• Task item: Scan the entries below and return each line that contains "TracingGuard".

(Stored data)

_ _ _ _

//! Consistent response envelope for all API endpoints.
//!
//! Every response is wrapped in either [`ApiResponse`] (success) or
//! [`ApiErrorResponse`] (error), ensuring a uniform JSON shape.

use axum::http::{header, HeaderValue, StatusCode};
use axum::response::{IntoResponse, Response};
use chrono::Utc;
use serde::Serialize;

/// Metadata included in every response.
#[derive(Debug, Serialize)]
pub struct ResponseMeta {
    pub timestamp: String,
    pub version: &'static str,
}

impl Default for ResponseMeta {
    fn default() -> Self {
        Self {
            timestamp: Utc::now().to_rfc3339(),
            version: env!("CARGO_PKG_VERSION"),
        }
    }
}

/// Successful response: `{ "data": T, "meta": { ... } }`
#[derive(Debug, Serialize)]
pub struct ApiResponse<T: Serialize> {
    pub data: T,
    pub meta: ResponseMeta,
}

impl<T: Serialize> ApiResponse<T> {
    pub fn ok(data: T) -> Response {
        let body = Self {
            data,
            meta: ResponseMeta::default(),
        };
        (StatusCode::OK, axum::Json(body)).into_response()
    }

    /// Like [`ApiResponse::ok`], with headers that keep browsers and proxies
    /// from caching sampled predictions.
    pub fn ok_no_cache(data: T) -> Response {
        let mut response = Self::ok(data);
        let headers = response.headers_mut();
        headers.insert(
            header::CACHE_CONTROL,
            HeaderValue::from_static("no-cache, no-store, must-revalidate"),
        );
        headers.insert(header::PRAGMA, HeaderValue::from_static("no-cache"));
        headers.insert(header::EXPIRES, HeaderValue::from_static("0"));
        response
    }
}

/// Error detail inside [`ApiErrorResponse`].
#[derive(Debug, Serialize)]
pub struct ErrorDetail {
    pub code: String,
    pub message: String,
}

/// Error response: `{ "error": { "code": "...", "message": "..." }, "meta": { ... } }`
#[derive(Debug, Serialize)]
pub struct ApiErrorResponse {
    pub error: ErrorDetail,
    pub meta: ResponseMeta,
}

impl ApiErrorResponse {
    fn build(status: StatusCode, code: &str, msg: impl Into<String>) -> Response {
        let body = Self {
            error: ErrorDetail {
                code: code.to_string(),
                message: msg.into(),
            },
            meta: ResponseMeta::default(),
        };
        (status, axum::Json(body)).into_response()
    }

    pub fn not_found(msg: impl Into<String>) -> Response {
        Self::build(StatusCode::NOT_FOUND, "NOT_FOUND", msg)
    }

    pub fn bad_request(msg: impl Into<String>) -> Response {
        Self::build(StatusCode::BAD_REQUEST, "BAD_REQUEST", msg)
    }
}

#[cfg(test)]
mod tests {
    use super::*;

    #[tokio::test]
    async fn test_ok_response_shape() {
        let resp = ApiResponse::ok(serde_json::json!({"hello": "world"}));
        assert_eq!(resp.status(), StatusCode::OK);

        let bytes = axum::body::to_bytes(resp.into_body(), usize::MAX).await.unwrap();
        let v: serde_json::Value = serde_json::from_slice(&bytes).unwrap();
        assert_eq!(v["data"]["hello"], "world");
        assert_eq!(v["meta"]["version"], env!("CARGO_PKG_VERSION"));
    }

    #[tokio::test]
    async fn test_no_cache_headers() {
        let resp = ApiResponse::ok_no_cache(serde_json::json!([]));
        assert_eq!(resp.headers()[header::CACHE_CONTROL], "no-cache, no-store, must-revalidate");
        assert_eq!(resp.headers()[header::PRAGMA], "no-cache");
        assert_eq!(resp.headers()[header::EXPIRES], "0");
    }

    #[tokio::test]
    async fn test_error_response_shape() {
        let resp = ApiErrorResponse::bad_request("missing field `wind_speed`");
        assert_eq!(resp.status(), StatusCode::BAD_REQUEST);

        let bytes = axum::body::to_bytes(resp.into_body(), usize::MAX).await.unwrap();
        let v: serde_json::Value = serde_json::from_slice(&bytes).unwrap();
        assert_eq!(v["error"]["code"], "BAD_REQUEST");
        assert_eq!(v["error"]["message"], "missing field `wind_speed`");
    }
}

_ _ _ _

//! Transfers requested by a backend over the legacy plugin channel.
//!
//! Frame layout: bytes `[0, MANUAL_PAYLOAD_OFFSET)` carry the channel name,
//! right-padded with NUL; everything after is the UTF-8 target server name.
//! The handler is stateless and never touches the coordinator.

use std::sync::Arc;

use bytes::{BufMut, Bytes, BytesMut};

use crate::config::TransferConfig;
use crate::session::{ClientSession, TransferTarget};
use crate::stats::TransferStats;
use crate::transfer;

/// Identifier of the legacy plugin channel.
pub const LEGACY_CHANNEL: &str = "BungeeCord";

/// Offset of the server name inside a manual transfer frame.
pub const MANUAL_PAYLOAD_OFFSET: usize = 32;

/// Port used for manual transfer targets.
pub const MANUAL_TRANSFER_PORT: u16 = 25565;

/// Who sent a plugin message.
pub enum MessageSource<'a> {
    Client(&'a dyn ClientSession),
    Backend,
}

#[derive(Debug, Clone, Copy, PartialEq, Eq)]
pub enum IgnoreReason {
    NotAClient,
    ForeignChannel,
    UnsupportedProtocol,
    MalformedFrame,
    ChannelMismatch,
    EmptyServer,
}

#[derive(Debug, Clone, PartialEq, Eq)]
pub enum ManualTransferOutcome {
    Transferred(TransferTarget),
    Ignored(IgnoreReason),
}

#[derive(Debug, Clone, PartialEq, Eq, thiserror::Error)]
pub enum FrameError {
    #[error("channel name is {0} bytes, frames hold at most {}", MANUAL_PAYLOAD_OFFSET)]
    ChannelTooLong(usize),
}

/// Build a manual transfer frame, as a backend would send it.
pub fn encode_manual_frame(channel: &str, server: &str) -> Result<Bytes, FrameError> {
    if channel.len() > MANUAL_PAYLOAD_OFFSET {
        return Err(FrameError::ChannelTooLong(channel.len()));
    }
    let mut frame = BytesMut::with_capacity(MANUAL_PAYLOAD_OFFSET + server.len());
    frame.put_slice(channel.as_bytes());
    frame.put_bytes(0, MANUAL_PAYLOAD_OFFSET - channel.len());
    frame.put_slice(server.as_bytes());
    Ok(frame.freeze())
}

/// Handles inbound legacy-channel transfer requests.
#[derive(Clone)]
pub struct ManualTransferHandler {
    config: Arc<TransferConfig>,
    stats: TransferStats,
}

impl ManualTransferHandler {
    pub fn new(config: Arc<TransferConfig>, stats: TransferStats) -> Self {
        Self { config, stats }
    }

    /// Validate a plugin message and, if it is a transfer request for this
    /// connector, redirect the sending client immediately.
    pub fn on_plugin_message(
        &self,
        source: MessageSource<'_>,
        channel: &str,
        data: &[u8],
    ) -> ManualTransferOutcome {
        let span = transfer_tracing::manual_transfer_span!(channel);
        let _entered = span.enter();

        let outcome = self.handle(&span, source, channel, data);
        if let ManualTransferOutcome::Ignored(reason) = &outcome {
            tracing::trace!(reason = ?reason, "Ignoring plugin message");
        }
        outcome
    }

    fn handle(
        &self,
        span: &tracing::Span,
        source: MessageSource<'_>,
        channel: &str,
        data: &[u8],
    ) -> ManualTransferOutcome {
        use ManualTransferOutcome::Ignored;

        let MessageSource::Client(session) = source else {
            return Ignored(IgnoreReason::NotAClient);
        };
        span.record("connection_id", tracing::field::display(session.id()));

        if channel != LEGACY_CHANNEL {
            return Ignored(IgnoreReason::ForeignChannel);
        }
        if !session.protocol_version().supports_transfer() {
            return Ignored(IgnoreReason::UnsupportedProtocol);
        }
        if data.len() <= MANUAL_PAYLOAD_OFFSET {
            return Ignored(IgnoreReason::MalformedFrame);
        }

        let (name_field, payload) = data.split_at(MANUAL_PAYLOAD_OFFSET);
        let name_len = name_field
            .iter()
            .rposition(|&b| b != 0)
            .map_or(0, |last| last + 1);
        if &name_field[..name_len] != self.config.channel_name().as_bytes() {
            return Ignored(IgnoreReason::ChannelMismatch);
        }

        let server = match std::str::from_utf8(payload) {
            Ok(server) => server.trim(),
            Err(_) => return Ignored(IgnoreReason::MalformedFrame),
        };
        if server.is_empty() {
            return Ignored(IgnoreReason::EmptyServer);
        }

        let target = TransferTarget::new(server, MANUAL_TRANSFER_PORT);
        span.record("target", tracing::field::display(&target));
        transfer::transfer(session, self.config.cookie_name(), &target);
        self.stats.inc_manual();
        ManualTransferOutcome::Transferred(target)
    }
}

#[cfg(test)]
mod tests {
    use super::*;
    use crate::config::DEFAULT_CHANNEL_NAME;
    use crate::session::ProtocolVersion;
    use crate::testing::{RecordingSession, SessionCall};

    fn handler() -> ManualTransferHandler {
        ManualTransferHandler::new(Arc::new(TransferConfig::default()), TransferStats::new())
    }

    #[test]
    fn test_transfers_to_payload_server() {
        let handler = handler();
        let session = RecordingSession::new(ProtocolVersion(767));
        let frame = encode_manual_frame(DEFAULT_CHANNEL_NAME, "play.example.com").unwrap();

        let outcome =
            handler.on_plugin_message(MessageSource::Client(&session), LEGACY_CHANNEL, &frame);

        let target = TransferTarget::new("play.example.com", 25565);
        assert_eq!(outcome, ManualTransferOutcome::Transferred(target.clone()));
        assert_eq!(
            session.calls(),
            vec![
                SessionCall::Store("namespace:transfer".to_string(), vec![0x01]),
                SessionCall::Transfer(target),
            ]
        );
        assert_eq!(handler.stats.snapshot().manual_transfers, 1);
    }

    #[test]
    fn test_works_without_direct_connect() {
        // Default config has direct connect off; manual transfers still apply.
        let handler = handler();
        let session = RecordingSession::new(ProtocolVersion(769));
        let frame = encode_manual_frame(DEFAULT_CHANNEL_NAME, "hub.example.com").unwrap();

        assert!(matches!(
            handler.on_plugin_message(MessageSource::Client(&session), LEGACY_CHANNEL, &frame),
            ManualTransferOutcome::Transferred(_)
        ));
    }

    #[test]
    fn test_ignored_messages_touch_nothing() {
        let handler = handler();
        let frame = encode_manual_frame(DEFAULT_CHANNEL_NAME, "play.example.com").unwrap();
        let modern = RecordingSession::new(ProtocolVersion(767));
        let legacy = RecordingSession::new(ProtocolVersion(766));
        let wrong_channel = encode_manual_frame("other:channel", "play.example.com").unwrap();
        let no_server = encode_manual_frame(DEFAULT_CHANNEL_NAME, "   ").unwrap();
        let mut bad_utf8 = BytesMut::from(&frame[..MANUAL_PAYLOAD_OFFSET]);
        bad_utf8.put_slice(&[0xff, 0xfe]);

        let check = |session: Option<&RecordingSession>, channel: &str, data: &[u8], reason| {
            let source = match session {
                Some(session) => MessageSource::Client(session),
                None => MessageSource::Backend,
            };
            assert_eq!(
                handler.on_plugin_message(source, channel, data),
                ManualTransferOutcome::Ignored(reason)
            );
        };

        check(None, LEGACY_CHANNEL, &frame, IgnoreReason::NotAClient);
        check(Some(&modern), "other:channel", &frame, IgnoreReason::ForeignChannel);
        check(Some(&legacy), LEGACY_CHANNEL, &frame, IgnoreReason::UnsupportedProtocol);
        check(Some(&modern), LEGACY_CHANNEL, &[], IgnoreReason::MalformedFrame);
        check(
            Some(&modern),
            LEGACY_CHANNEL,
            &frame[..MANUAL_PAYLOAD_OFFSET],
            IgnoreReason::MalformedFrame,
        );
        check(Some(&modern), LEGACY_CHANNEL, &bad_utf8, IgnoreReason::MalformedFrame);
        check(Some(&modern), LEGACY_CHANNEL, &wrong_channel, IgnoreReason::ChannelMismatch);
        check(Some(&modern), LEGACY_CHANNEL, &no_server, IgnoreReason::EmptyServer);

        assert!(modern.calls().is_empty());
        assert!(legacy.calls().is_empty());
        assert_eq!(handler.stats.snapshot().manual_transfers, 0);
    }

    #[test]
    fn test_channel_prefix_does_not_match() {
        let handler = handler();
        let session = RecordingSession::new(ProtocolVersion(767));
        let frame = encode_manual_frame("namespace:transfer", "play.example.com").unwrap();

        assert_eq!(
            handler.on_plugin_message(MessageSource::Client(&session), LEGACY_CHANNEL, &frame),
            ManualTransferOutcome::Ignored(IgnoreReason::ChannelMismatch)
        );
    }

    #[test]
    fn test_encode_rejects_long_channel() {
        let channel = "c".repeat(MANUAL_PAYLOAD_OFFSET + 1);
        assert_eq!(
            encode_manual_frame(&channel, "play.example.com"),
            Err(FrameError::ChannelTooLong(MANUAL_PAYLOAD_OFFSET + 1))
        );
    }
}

_ _ _ _

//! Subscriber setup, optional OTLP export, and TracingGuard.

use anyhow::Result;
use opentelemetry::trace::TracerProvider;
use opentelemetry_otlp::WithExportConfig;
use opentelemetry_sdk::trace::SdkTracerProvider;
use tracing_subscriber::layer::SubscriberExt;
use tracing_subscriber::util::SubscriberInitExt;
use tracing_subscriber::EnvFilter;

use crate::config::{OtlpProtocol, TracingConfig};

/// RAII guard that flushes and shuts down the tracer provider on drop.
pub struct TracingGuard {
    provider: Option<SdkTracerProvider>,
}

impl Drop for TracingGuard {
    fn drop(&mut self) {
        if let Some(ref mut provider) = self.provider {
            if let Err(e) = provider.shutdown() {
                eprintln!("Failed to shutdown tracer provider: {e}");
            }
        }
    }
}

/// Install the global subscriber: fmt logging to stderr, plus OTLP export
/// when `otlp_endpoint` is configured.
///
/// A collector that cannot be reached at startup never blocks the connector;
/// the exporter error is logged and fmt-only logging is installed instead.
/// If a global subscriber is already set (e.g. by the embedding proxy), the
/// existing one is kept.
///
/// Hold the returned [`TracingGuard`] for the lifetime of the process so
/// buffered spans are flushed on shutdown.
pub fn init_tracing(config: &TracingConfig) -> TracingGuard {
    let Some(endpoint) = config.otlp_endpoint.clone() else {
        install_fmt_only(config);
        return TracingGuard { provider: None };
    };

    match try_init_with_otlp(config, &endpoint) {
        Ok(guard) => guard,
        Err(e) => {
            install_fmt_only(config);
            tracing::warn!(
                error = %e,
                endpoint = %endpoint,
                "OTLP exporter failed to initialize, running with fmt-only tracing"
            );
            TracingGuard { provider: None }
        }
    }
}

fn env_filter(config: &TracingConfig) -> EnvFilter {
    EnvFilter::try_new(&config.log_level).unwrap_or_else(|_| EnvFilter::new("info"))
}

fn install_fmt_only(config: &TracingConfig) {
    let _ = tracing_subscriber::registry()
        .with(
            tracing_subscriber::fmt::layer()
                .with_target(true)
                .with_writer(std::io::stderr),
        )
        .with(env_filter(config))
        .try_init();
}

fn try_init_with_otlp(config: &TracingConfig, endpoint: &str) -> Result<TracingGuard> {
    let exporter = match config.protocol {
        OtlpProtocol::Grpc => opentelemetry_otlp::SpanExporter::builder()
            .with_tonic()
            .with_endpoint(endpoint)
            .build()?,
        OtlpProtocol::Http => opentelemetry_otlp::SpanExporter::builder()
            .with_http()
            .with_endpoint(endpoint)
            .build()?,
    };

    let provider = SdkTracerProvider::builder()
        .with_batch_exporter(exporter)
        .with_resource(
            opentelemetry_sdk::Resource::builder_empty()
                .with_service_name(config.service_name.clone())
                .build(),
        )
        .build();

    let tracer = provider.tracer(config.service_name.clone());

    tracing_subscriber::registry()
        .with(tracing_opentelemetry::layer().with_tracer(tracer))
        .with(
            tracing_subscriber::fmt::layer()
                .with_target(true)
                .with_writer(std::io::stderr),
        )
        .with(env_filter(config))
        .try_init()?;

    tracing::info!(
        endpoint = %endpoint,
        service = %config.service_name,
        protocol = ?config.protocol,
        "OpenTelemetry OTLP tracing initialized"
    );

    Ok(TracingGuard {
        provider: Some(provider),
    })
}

_ _ _ _

• Answer:
//! Subscriber setup, optional OTLP export, and TracingGuard.
pub struct TracingGuard {
impl Drop for TracingGuard {
/// Hold the returned [`TracingGuard`] for the lifetime of the process so
pub fn init_tracing(config: &TracingConfig) -> TracingGuard {
        return TracingGuard { provider: None };
            TracingGuard { provider: None }
fn try_init_with_otlp(config: &TracingConfig, endpoint: &str) -> Result<TracingGuard> {
    Ok(TracingGuard {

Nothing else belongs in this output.